:: What you will do ::
Looking at the records below, say how many lines contain "Some". Nothing else belongs in the answer.

Collected data
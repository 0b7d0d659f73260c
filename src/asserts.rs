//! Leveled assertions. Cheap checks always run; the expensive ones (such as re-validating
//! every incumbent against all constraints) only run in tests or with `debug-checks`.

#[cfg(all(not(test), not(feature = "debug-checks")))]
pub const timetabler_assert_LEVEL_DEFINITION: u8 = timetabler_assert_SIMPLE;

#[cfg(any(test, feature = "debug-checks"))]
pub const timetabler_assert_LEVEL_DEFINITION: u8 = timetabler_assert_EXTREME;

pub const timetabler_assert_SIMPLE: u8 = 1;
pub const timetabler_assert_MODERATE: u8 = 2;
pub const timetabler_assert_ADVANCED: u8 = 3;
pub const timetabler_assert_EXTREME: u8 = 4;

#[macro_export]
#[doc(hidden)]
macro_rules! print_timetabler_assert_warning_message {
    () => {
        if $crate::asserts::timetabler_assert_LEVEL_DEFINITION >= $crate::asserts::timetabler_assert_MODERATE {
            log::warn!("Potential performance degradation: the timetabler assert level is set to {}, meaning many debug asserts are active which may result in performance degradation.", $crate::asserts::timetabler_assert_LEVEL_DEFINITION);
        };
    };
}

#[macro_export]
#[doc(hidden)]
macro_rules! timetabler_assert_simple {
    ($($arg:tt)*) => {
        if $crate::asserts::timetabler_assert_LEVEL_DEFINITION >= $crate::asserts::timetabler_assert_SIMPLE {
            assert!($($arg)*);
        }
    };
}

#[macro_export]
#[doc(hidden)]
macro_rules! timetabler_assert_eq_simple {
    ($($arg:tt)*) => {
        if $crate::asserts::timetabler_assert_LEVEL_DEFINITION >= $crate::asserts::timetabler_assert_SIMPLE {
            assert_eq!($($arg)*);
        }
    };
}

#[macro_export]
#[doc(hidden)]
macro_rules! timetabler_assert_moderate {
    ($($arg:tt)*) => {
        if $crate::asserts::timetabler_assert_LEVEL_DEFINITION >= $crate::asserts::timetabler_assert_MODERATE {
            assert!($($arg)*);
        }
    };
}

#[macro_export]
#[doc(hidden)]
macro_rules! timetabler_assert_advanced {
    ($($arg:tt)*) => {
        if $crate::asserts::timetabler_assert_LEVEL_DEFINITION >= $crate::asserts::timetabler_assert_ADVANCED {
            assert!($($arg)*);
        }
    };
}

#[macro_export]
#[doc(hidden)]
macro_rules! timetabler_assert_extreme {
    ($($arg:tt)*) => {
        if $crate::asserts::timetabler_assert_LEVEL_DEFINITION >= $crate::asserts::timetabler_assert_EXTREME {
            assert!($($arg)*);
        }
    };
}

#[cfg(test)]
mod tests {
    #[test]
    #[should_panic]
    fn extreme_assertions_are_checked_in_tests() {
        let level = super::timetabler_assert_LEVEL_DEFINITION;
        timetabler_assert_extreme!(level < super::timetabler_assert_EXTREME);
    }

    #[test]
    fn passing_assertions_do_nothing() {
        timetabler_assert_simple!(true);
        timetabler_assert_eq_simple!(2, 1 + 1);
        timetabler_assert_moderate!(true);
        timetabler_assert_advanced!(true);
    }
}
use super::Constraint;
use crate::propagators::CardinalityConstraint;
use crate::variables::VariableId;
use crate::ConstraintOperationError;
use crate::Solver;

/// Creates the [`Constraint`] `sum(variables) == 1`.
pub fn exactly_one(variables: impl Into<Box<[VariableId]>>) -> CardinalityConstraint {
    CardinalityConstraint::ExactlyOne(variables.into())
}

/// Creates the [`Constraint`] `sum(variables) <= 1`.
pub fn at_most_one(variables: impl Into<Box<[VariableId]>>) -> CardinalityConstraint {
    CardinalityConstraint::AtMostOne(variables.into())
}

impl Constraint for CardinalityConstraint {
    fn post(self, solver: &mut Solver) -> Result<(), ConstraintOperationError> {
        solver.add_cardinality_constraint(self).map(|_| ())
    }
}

==

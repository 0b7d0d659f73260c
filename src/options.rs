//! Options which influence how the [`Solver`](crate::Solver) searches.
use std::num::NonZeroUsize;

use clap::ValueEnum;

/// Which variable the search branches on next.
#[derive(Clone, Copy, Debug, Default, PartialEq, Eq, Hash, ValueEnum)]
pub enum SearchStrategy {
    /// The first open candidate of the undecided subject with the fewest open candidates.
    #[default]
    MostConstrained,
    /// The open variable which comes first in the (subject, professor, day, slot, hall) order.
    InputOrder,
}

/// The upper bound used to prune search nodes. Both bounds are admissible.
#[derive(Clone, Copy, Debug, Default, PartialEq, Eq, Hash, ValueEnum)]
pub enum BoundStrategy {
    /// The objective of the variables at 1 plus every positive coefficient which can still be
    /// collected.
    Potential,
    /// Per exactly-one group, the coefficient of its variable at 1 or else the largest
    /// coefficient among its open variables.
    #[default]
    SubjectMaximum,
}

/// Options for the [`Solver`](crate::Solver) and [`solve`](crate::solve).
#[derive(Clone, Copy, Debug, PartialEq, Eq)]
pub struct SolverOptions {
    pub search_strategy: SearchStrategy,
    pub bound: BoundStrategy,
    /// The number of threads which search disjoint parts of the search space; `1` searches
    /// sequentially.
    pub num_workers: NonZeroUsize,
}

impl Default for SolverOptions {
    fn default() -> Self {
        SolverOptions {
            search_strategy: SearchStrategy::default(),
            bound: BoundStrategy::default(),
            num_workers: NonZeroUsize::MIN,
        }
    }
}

...

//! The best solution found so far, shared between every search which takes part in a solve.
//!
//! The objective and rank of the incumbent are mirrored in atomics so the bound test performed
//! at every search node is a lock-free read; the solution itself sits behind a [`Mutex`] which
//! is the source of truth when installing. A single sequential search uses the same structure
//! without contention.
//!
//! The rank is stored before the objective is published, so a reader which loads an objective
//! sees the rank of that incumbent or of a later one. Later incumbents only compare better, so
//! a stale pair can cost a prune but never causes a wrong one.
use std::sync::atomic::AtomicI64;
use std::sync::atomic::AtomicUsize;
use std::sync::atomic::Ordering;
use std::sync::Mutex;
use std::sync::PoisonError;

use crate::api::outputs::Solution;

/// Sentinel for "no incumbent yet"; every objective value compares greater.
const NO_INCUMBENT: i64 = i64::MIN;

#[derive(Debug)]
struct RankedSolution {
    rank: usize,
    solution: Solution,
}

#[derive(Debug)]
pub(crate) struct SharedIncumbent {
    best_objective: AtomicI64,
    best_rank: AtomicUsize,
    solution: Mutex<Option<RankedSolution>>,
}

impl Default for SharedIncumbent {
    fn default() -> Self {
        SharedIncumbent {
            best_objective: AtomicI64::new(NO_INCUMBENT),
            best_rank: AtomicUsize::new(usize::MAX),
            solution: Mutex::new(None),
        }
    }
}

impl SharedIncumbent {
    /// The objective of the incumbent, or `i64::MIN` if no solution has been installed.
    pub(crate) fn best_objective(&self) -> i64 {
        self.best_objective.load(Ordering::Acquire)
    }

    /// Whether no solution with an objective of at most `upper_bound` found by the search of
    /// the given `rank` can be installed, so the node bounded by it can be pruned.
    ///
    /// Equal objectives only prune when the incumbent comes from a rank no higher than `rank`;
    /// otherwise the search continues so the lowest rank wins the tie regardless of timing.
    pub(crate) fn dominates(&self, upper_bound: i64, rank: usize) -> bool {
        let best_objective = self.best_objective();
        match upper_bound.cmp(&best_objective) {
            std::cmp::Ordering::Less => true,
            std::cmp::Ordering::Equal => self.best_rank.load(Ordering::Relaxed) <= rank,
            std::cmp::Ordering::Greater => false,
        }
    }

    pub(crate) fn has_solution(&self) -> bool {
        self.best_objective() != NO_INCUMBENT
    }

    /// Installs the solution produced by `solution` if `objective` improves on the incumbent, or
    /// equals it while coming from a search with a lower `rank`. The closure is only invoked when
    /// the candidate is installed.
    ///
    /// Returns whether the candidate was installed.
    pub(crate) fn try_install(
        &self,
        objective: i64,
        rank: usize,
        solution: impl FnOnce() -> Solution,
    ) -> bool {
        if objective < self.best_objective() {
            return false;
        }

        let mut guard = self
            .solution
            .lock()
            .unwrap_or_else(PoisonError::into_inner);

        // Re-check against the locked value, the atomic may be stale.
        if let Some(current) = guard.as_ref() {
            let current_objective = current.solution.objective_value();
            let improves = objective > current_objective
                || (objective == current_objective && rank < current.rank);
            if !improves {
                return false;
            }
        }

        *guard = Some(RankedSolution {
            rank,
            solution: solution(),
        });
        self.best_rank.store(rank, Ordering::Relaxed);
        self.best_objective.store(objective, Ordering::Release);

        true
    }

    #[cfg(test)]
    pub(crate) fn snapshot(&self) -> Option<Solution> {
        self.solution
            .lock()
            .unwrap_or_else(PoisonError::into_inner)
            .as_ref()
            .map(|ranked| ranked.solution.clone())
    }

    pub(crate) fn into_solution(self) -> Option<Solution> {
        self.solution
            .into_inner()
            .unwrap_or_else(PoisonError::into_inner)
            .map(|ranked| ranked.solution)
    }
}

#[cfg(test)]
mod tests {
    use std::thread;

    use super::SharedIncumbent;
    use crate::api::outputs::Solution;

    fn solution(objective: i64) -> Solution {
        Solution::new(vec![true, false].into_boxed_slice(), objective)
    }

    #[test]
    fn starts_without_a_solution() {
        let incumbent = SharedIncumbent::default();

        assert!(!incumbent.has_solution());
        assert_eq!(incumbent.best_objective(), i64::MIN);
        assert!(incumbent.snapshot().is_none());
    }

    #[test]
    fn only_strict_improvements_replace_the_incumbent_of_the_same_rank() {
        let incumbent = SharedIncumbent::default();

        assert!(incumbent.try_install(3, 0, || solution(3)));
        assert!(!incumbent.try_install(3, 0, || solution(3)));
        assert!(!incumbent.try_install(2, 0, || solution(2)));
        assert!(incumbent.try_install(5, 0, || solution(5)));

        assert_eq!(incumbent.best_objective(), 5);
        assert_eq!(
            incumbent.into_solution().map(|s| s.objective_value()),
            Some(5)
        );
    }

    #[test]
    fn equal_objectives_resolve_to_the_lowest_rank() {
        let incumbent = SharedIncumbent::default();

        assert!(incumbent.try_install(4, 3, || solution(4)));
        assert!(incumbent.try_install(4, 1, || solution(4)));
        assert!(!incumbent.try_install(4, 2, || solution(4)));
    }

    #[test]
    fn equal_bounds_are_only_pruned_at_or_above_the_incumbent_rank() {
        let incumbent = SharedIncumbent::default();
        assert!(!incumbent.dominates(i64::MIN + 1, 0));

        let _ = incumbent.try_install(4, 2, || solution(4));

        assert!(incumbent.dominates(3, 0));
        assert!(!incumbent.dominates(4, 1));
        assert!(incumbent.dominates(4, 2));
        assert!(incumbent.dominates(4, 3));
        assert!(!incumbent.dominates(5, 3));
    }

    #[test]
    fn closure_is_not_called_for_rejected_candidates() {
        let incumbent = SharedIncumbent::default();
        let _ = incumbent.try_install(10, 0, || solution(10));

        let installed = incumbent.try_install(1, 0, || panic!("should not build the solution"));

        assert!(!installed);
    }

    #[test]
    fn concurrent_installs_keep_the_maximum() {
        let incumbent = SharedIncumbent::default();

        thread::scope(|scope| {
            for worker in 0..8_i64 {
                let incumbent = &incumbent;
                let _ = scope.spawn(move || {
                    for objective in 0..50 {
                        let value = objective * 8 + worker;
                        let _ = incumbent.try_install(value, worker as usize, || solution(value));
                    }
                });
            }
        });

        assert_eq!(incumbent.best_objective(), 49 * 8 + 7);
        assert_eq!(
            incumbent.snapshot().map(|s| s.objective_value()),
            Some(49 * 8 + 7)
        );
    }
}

:: Answer area ::
4